[Data provided — start]

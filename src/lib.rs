//! peerlink: protocol-agnostic peer-to-peer networking core
//!
//! This crate provides:
//! - Non-blocking, optionally TLS-wrapped sockets with overflow buffering
//! - One connection server per protocol (data, lookup, time, file, API, RPC, mining)
//! - DDOS scoring and banning per remote address
//! - A persisted address book used to choose outbound peers
//! - Suspend/resume and cooperative shutdown of the whole node
//! - An indexing queue that resumes from its last-processed marker
//!
//! # Example
//!
//! ```no_run
//! use peerlink::config::NodeConfig;
//! use peerlink::network::{AddressBook, Controls, ProtocolSet, Registry};
//!
//! # async fn run() -> Result<(), Box<dyn std::error::Error>> {
//! let config = NodeConfig::default();
//! let book = AddressBook::open(&config.node.data_dir, false)?;
//!
//! let registry = Registry::with_book(&config, ProtocolSet::uniform(), Controls::new(), book).await?;
//! println!("Running: {:?}", registry.running());
//!
//! registry.shutdown().await;
//! # Ok(())
//! # }
//! ```

pub mod cli;
pub mod config;
pub mod indexing;
pub mod network;
pub mod storage;

// Re-export commonly used types
pub use config::{ConfigError, NodeConfig, ProtocolKind, ServerConfig};
pub use indexing::{IndexDispatch, Indexer};
pub use network::{
    Address, AddressBook, Connection, Controls, DdosFilter, Protocol, Registry, Server, Socket,
};
pub use storage::{FileMarkerStore, MarkerStore, StorageError};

[Data provided — finish]

### [Task brief]
Return, from the data, each line where the string "used" occurs.

### [Exercise result]
//! - A persisted address book used to choose outbound peers
// Re-export commonly used types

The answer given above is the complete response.